Unfortunately, the evidence suggests that in many parts of society this motto remains more aspirational, than statement of fact. As Lady Hale recently highlighted at the Association of State Girls’ Schools conference:

“The story of what’s happened to law and legal education, women and diversity in law, is a good model for all the other things you want to get your young women into – the STEM subjects and technology, computing.”

She also considered how an all-girls environment can enable young women to ‘get on’ with achieving their full potential. Reflecting on her experience at the University of Cambridge:

“I was a girly swot and there were quite a few young men who were, similarly, girly swots: they wanted to get on with their work and their lives.”

“… sometimes supervisions were invaded by the other sort of male student, who wasn’t particularly interested in doing much in the way of work, and who concentrated on trying to put the supervisor off with silly questions, and just generally not do a lot of work.”

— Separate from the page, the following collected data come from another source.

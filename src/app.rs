use std::sync::Arc;

use crate::health;
use crate::method::Method;
use crate::middleware::{Cors, Trace};
use crate::posts::{self, PostStore};
use crate::router::Router;

/// The complete application: posts API, health checks, tracing and CORS.
pub fn app(store: Arc<PostStore>) -> Router {
    posts::routes(Router::new(), store)
        .on(Method::Get, "/healthz", health::liveness)
        .on(Method::Get, "/readyz",  health::readiness)
        .layer(Trace)
        .layer(Cors::permissive())
}
//! The `/api/posts` resource.
//!
//! | Method | Path | Handler |
//! |---|---|---|
//! | GET | `/api/posts` | [`handlers::list_posts`] |
//! | POST | `/api/posts` | [`handlers::create_post`] |
//! | GET | `/api/posts/search` | [`handlers::search_posts`] |
//! | PUT | `/api/posts/{id}` | [`handlers::update_post`] |
//! | DELETE | `/api/posts/{id}` | [`handlers::delete_post`] |

mod error;
pub mod handlers;
mod model;
mod query;
mod store;

use std::sync::Arc;

use crate::method::Method;
use crate::request::Request;
use crate::router::Router;

pub use error::ApiError;
pub use model::{NewPost, Post, PostFields};
pub use query::{Direction, SearchQuery, SortField, SortOrder};
pub use store::PostStore;

/// Registers every posts route on `router`, sharing `store` between them.
pub fn routes(router: Router, store: Arc<PostStore>) -> Router {
    router
        .on(Method::Get,    "/api/posts",        with_store(&store, handlers::list_posts))
        .on(Method::Post,   "/api/posts",        with_store(&store, handlers::create_post))
        .on(Method::Get,    "/api/posts/search", with_store(&store, handlers::search_posts))
        .on(Method::Put,    "/api/posts/{id}",   with_store(&store, handlers::update_post))
        .on(Method::Delete, "/api/posts/{id}",   with_store(&store, handlers::delete_post))
}

/// Adapts a `(store, request)` handler to the router's `request`-only shape.
fn with_store<F, Fut>(
    store: &Arc<PostStore>,
    handler: F,
) -> impl Fn(Request) -> Fut + Send + Sync + 'static + use<F, Fut>
where
    F: Fn(Arc<PostStore>, Request) -> Fut + Send + Sync + 'static,
    Fut: Send + 'static,
{
    let store = Arc::clone(store);
    move |req| handler(Arc::clone(&store), req)
}
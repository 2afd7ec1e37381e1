use serde::{Deserialize, Serialize};

use super::error::ApiError;

/// A blog post as stored and as sent on the wire.
#[derive(Clone, Debug, PartialEq, Eq, Serialize, Deserialize)]
pub struct Post {
    pub id: u64,
    pub title: String,
    pub content: String,
}

impl Post {
    pub fn new(id: u64, title: impl Into<String>, content: impl Into<String>) -> Self {
        Self { id, title: title.into(), content: content.into() }
    }
}

/// The JSON body of a create or update request.
///
/// Both fields are optional at this level; unknown keys (including a
/// client-sent `id`) are ignored.
#[derive(Clone, Debug, Default, Deserialize)]
pub struct PostFields {
    #[serde(default)]
    pub title: Option<String>,
    #[serde(default)]
    pub content: Option<String>,
}

impl PostFields {
    /// The title, if it was supplied: present, not null and not empty.
    pub fn title(&self) -> Option<&str> {
        supplied(self.title.as_deref())
    }

    /// The content, if it was supplied: present, not null and not empty.
    pub fn content(&self) -> Option<&str> {
        supplied(self.content.as_deref())
    }
}

fn supplied(field: Option<&str>) -> Option<&str> {
    field.filter(|v| !v.is_empty())
}

/// A create request that passed validation.
#[derive(Clone, Debug, PartialEq, Eq)]
pub struct NewPost {
    pub title: String,
    pub content: String,
}

impl TryFrom<PostFields> for NewPost {
    type Error = ApiError;

    fn try_from(fields: PostFields) -> Result<Self, Self::Error> {
        let mut missing = Vec::new();
        if fields.title().is_none() {
            missing.push("title");
        }
        if fields.content().is_none() {
            missing.push("content");
        }
        if !missing.is_empty() {
            return Err(ApiError::Validation(format!(
                "Missing required fields: {}",
                missing.join(", ")
            )));
        }

        Ok(Self {
            title: fields.title.unwrap_or_default(),
            content: fields.content.unwrap_or_default(),
        })
    }
}

#[cfg(test)]
mod tests {
    use super::*;

    fn fields(title: Option<&str>, content: Option<&str>) -> PostFields {
        PostFields { title: title.map(Into::into), content: content.map(Into::into) }
    }

    #[test]
    fn empty_strings_are_not_supplied() {
        let f = fields(Some(""), Some("body"));
        assert_eq!(f.title(), None);
        assert_eq!(f.content(), Some("body"));
    }

    #[test]
    fn new_post_requires_both_fields() {
        let err = NewPost::try_from(fields(None, Some(""))).unwrap_err();
        assert_eq!(err, ApiError::Validation("Missing required fields: title, content".into()));

        let err = NewPost::try_from(fields(Some("t"), None)).unwrap_err();
        assert_eq!(err, ApiError::Validation("Missing required fields: content".into()));
    }

    #[test]
    fn new_post_keeps_values_verbatim() {
        let post = NewPost::try_from(fields(Some("  Title "), Some("Body"))).unwrap();
        assert_eq!(post, NewPost { title: "  Title ".into(), content: "Body".into() });
    }

    #[test]
    fn body_ignores_client_id_and_unknown_keys() {
        let f: PostFields = serde_json::from_str(r#"{"id": 99, "title": "t", "tags": []}"#).unwrap();
        assert_eq!(f.title(), Some("t"));
        assert_eq!(f.content(), None);
    }

    #[test]
    fn post_serialises_in_field_order() {
        let json = serde_json::to_string(&Post::new(1, "First post", "This is the first post.")).unwrap();
        assert_eq!(json, r#"{"id":1,"title":"First post","content":"This is the first post."}"#);
    }
}
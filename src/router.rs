//! Radix-tree request router.
//!
//! One tree per HTTP method, O(path-length) lookup. A path that exists under
//! some other method answers 405 with an `allow` header instead of 404.

use std::collections::HashMap;
use std::sync::Arc;
use std::time::Instant;

use matchit::Router as MatchitRouter;

use crate::handler::{BoxedHandler, Handler};
use crate::method::Method;
use crate::middleware::{Exchange, Middleware};
use crate::request::Request;
use crate::response::Response;
use crate::status::Status;

/// The application router.
///
/// Build it once at startup and pass it to [`Server::serve`](crate::Server::serve).
/// [`Router::on`] and [`Router::layer`] return `self` so registrations chain.
pub struct Router {
    routes: HashMap<Method, MatchitRouter<BoxedHandler>>,
    middleware: Vec<Box<dyn Middleware>>,
}

/// Outcome of matching a method + path against the routing table.
pub(crate) enum Route {
    Found(BoxedHandler, HashMap<String, String>),
    MethodNotAllowed(Vec<Method>),
    NotFound,
}

impl Router {
    pub fn new() -> Self {
        Self { routes: HashMap::new(), middleware: Vec::new() }
    }

    /// Register a handler for a method + path pair.
    ///
    /// Path parameters use `{name}` syntax and are read with `req.param("name")`.
    /// Static segments win over parameters, so `/api/posts/search` and
    /// `/api/posts/{id}` can live side by side.
    ///
    /// # Panics
    ///
    /// Panics if `path` is not a valid route or conflicts with one already
    /// registered for `method`. Routes are fixed at startup, so this is a
    /// programming error.
    pub fn on(mut self, method: Method, path: &str, handler: impl Handler) -> Self {
        self.routes
            .entry(method)
            .or_default()
            .insert(path, handler.into_boxed_handler())
            .unwrap_or_else(|e| panic!("invalid route `{method} {path}`: {e}"));
        self
    }

    /// Append a middleware. See [`Middleware`] for ordering.
    pub fn layer(mut self, middleware: impl Middleware) -> Self {
        self.middleware.push(Box::new(middleware));
        self
    }

    /// Finds the handler for `method` + `path`.
    ///
    /// `HEAD` falls back to the `GET` tree when it has no route of its own;
    /// hyper drops the body on the way out.
    pub(crate) fn lookup(&self, method: Method, path: &str) -> Route {
        let found = self.find(method, path).or_else(|| match method {
            Method::Head => self.find(Method::Get, path),
            _ => None,
        });
        if let Some(route) = found {
            return route;
        }

        let mut allowed: Vec<Method> = self.routes.iter()
            .filter(|(_, tree)| tree.at(path).is_ok())
            .map(|(m, _)| *m)
            .collect();
        if allowed.is_empty() {
            return Route::NotFound;
        }
        if allowed.contains(&Method::Get) && !allowed.contains(&Method::Head) {
            allowed.push(Method::Head);
        }
        allowed.sort_by_key(|m| m.as_str());
        Route::MethodNotAllowed(allowed)
    }

    fn find(&self, method: Method, path: &str) -> Option<Route> {
        let matched = self.routes.get(&method)?.at(path).ok()?;
        let handler = Arc::clone(matched.value);
        let params = matched.params.iter()
            .map(|(k, v)| (k.to_owned(), v.to_owned()))
            .collect();
        Some(Route::Found(handler, params))
    }

    /// Runs one request through middleware and routing.
    ///
    /// This is what the server calls for every request; it is public so the
    /// whole application can be exercised in-process.
    pub async fn handle(&self, req: Request) -> Response {
        let started = Instant::now();
        let method = req.method();
        let path = req.path().to_owned();

        let response = match self.middleware.iter().find_map(|m| m.before(&req)) {
            Some(res) => res,
            None => match self.lookup(method, &path) {
                Route::Found(handler, params) => handler.call(req.with_params(params)).await,
                Route::MethodNotAllowed(allowed) => method_not_allowed(method, &allowed),
                Route::NotFound => not_found(),
            },
        };

        self.finish(method.as_str(), &path, started, response)
    }

    /// Runs the `after` hooks over a response, in reverse registration order.
    ///
    /// [`handle`](Router::handle) ends here; so does every request the server
    /// rejects before a [`Request`] could be built.
    pub(crate) fn finish(&self, method: &str, path: &str, started: Instant, mut response: Response) -> Response {
        let exchange = Exchange { method, path, elapsed: started.elapsed() };
        for m in self.middleware.iter().rev() {
            m.after(&exchange, &mut response);
        }
        response
    }
}

impl Default for Router {
    fn default() -> Self { Self::new() }
}

fn not_found() -> Response {
    Response::error(Status::NotFound, "Resource not found")
}

fn method_not_allowed(method: Method, allowed: &[Method]) -> Response {
    let allow = allowed.iter().map(|m| m.as_str()).collect::<Vec<_>>().join(", ");
    let mut res = Response::error(Status::MethodNotAllowed, format!("Method {method} not allowed"));
    res.set_header("allow", allow);
    res
}

#[cfg(test)]
mod tests {
    use super::*;

    async fn ok(_req: Request) -> &'static str { "ok" }

    async fn echo_id(req: Request) -> String {
        req.param("id").unwrap_or_default().to_owned()
    }

    fn router() -> Router {
        Router::new()
            .on(Method::Get, "/items/search", ok)
            .on(Method::Put, "/items/{id}", echo_id)
            .on(Method::Delete, "/items/{id}", echo_id)
    }

    #[tokio::test]
    async fn path_parameters_reach_the_handler() {
        let res = router().handle(Request::builder(Method::Put, "/items/7").build()).await;
        assert_eq!(res.code(), 200);
        assert_eq!(res.body(), b"7");
    }

    #[tokio::test]
    async fn static_segment_beats_parameter() {
        let res = router().handle(Request::builder(Method::Get, "/items/search").build()).await;
        assert_eq!(res.body(), b"ok");
    }

    #[tokio::test]
    async fn unknown_path_is_json_404() {
        let res = router().handle(Request::builder(Method::Get, "/nothing").build()).await;
        assert_eq!(res.code(), 404);
        assert_eq!(res.body(), br#"{"error":"Resource not found"}"#);
    }

    #[tokio::test]
    async fn wrong_method_lists_allowed_ones() {
        let res = router().handle(Request::builder(Method::Patch, "/items/7").build()).await;
        assert_eq!(res.code(), 405);
        assert_eq!(res.header("allow"), Some("DELETE, PUT"));
    }

    #[tokio::test]
    async fn head_is_served_by_get_routes() {
        let res = router().handle(Request::builder(Method::Head, "/items/search").build()).await;
        assert_eq!(res.code(), 200);
    }

    #[tokio::test]
    async fn allow_lists_head_next_to_get() {
        let res = router().handle(Request::builder(Method::Post, "/items/search").build()).await;
        assert_eq!(res.code(), 405);
        assert_eq!(res.header("allow"), Some("GET, HEAD"));
    }

    struct Tag(&'static str);

    impl Middleware for Tag {
        fn after(&self, _exchange: &Exchange<'_>, res: &mut Response) {
            res.set_header("x-tag", self.0);
        }
    }

    #[tokio::test]
    async fn after_hooks_run_in_reverse_order() {
        let router = router().layer(Tag("outer")).layer(Tag("inner"));
        let res = router.handle(Request::builder(Method::Get, "/items/search").build()).await;
        let tags: Vec<&str> = res.headers().iter()
            .filter(|(k, _)| k == "x-tag")
            .map(|(_, v)| v.as_str())
            .collect();
        assert_eq!(tags, ["inner", "outer"]);
    }

    #[test]
    fn finish_applies_hooks_to_prebuilt_responses() {
        let router = router().layer(Tag("only"));
        let res = router.finish("BREW", "/items/7", Instant::now(), Response::status(Status::MethodNotAllowed));
        assert_eq!(res.code(), 405);
        assert_eq!(res.header("x-tag"), Some("only"));
    }
}
//! Middleware layer.
//!
//! Middleware sees every request before routing and every response on the
//! way out. It is the place for cross-cutting concerns that do not belong in
//! a handler.
//!
//! Built-in middleware:
//! - [`Cors`]: cross-origin headers and preflight answers
//! - [`Trace`]: one log event per request with method, path, status, latency

mod cors;
mod trace;

use std::time::Duration;

use crate::request::Request;
use crate::response::Response;

pub use cors::Cors;
pub use trace::Trace;

/// A request/response hook registered with [`Router::layer`](crate::Router::layer).
///
/// `before` runs in registration order; the first `Some` short-circuits
/// routing and becomes the response. `after` runs in reverse registration
/// order on every response, short-circuited or not.
pub trait Middleware: Send + Sync + 'static {
    fn before(&self, _req: &Request) -> Option<Response> {
        None
    }

    fn after(&self, _exchange: &Exchange<'_>, _res: &mut Response) {}
}

/// What `after` hooks know about the request that produced a response.
///
/// The request itself has been consumed by the handler by then, or was never
/// built at all when the server rejected it. `method` is the wire token, so
/// it may name a method the router does not know.
pub struct Exchange<'a> {
    pub method: &'a str,
    pub path: &'a str,
    pub elapsed: Duration,
}
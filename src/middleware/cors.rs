use crate::method::Method;
use crate::request::Request;
use crate::response::Response;
use crate::status::Status;

use super::{Exchange, Middleware};

/// Cross-origin resource sharing.
///
/// Answers every `OPTIONS` request as a preflight (204, no handler invoked)
/// and stamps `access-control-allow-origin` on every response.
pub struct Cors {
    allowed_origin: String,
    allowed_methods: Vec<Method>,
    max_age_secs: u32,
}

impl Cors {
    /// Any origin, the methods the posts API uses, one-day preflight cache.
    pub fn permissive() -> Self {
        Self {
            allowed_origin: "*".to_owned(),
            allowed_methods: vec![
                Method::Get,
                Method::Post,
                Method::Put,
                Method::Delete,
                Method::Options,
            ],
            max_age_secs: 86_400,
        }
    }

    fn allow_methods(&self) -> String {
        self.allowed_methods.iter()
            .map(|m| m.as_str())
            .collect::<Vec<_>>()
            .join(", ")
    }
}

impl Middleware for Cors {
    fn before(&self, req: &Request) -> Option<Response> {
        if req.method() != Method::Options {
            return None;
        }
        // Mirror whatever the browser asked for; the policy is open anyway.
        let allow_headers = req.header("access-control-request-headers").unwrap_or("content-type");
        Some(
            Response::builder()
                .status(Status::NoContent)
                .header("access-control-allow-methods", &self.allow_methods())
                .header("access-control-allow-headers", allow_headers)
                .header("access-control-max-age", &self.max_age_secs.to_string())
                .no_body(),
        )
    }

    fn after(&self, _exchange: &Exchange<'_>, res: &mut Response) {
        res.set_header("access-control-allow-origin", self.allowed_origin.as_str());
    }
}

#[cfg(test)]
mod tests {
    use std::time::Duration;

    use super::*;

    #[test]
    fn preflight_short_circuits_with_204() {
        let req = Request::builder(Method::Options, "/api/posts")
            .header("Access-Control-Request-Headers", "content-type, x-trace")
            .build();
        let res = Cors::permissive().before(&req).expect("preflight answered");
        assert_eq!(res.code(), 204);
        assert_eq!(res.header("access-control-allow-methods"), Some("GET, POST, PUT, DELETE, OPTIONS"));
        assert_eq!(res.header("access-control-allow-headers"), Some("content-type, x-trace"));
        assert_eq!(res.header("access-control-max-age"), Some("86400"));
    }

    #[test]
    fn other_methods_pass_through() {
        let req = Request::builder(Method::Get, "/api/posts").build();
        assert!(Cors::permissive().before(&req).is_none());
    }

    #[test]
    fn every_response_gets_allow_origin() {
        let mut res = Response::status(Status::NotFound);
        let exchange = Exchange { method: "BREW", path: "/nope", elapsed: Duration::ZERO };
        Cors::permissive().after(&exchange, &mut res);
        assert_eq!(res.header("access-control-allow-origin"), Some("*"));
    }
}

Lady Hale did concede that: “Of course, there are some girls like that as well, but you don’t get so much.”


As Head of St Mary’s School, this resonates with me. Every day I see the advantages an all-girls environment offers. Not just in terms of academic progress or increased take up of STEM subjects, but also in the confidence and self-belief our girls gain, simply by being part of a supportive, like-minded peer group – where it is the norm to want to work hard and achieve your best.

Lady Hale concluded her conference speech with some bold advice for young women, who wish to ‘get on’:

Don’t let the b******* grind you down.”

Whilst we may not choose these exact words to share with our students, I can wholeheartedly support the need to be aspirational and empowering.